Write each of the records out again exactly.

=== Section Start ===

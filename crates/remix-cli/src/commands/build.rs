use colored::Colorize;
use remix_build::{BuildRequest, ProcessBuildTrigger, WriteBuildEndPayload, build};
use remix_config::PresetRegistry;

use super::load_project;
use crate::cli::ProjectArgs;
use crate::error::{CliError, Result};

/// Options for `remix build` beyond the project inputs
#[derive(Debug, Clone, Default)]
pub struct BuildOptions {
    pub manifest_out: Option<std::path::PathBuf>,
    pub port: Option<u16>,
    pub target: Option<String>,
    pub command: Vec<String>,
}

pub async fn run_build(
    args: &ProjectArgs,
    registry: &PresetRegistry,
    options: BuildOptions,
) -> Result<()> {
    let mut project = load_project(args, registry)?;

    let trigger = ProcessBuildTrigger::from_command(&options.command)
        .ok_or_else(|| CliError::user("No build command given"))?;

    // A manifest path on the command line takes over buildEnd
    if let Some(path) = &options.manifest_out {
        project.user.patch = project
            .user
            .patch
            .build_end(WriteBuildEndPayload::new(project.cwd.join(path)));
    }

    let mut request = BuildRequest::new(&project.cwd);
    request.port = options.port;
    request.target = options.target;

    let manifest = build(project.user, project.routes, trigger, request).await?;

    println!(
        "{} Build complete: {} routes, {} server bundles",
        "✓".green().bold(),
        manifest.routes.len(),
        manifest.server_bundles.len()
    );
    for bundle in manifest.server_bundles.values() {
        println!("  {} {}", bundle.id.cyan(), bundle.file.dimmed());
    }
    Ok(())
}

=== Section End ===

◆ WRITTEN SOLUTION ◆
filename crates/remix-cli/src/commands/build.rs
use colored::Colorize;
use remix_build::{BuildRequest, ProcessBuildTrigger, WriteBuildEndPayload, build};
use remix_config::PresetRegistry;

use super::load_project;
use crate::cli::ProjectArgs;
use crate::error::{CliError, Result};

/// Options for `remix build` beyond the project inputs
#[derive(Debug, Clone, Default)]
pub struct BuildOptions {
    pub manifest_out: Option<std::path::PathBuf>,
    pub port: Option<u16>,
    pub target: Option<String>,
    pub command: Vec<String>,
}

pub async fn run_build(
    args: &ProjectArgs,
    registry: &PresetRegistry,
    options: BuildOptions,
) -> Result<()> {
    let mut project = load_project(args, registry)?;

    let trigger = ProcessBuildTrigger::from_command(&options.command)
        .ok_or_else(|| CliError::user("No build command given"))?;

    // A manifest path on the command line takes over buildEnd
    if let Some(path) = &options.manifest_out {
        project.user.patch = project
            .user
            .patch
            .build_end(WriteBuildEndPayload::new(project.cwd.join(path)));
    }

    let mut request = BuildRequest::new(&project.cwd);
    request.port = options.port;
    request.target = options.target;

    let manifest = build(project.user, project.routes, trigger, request).await?;

    println!(
        "{} Build complete: {} routes, {} server bundles",
        "✓".green().bold(),
        manifest.routes.len(),
        manifest.server_bundles.len()
    );
    for bundle in manifest.server_bundles.values() {
        println!("  {} {}", bundle.id.cyan(), bundle.file.dimmed());
    }
    Ok(())
}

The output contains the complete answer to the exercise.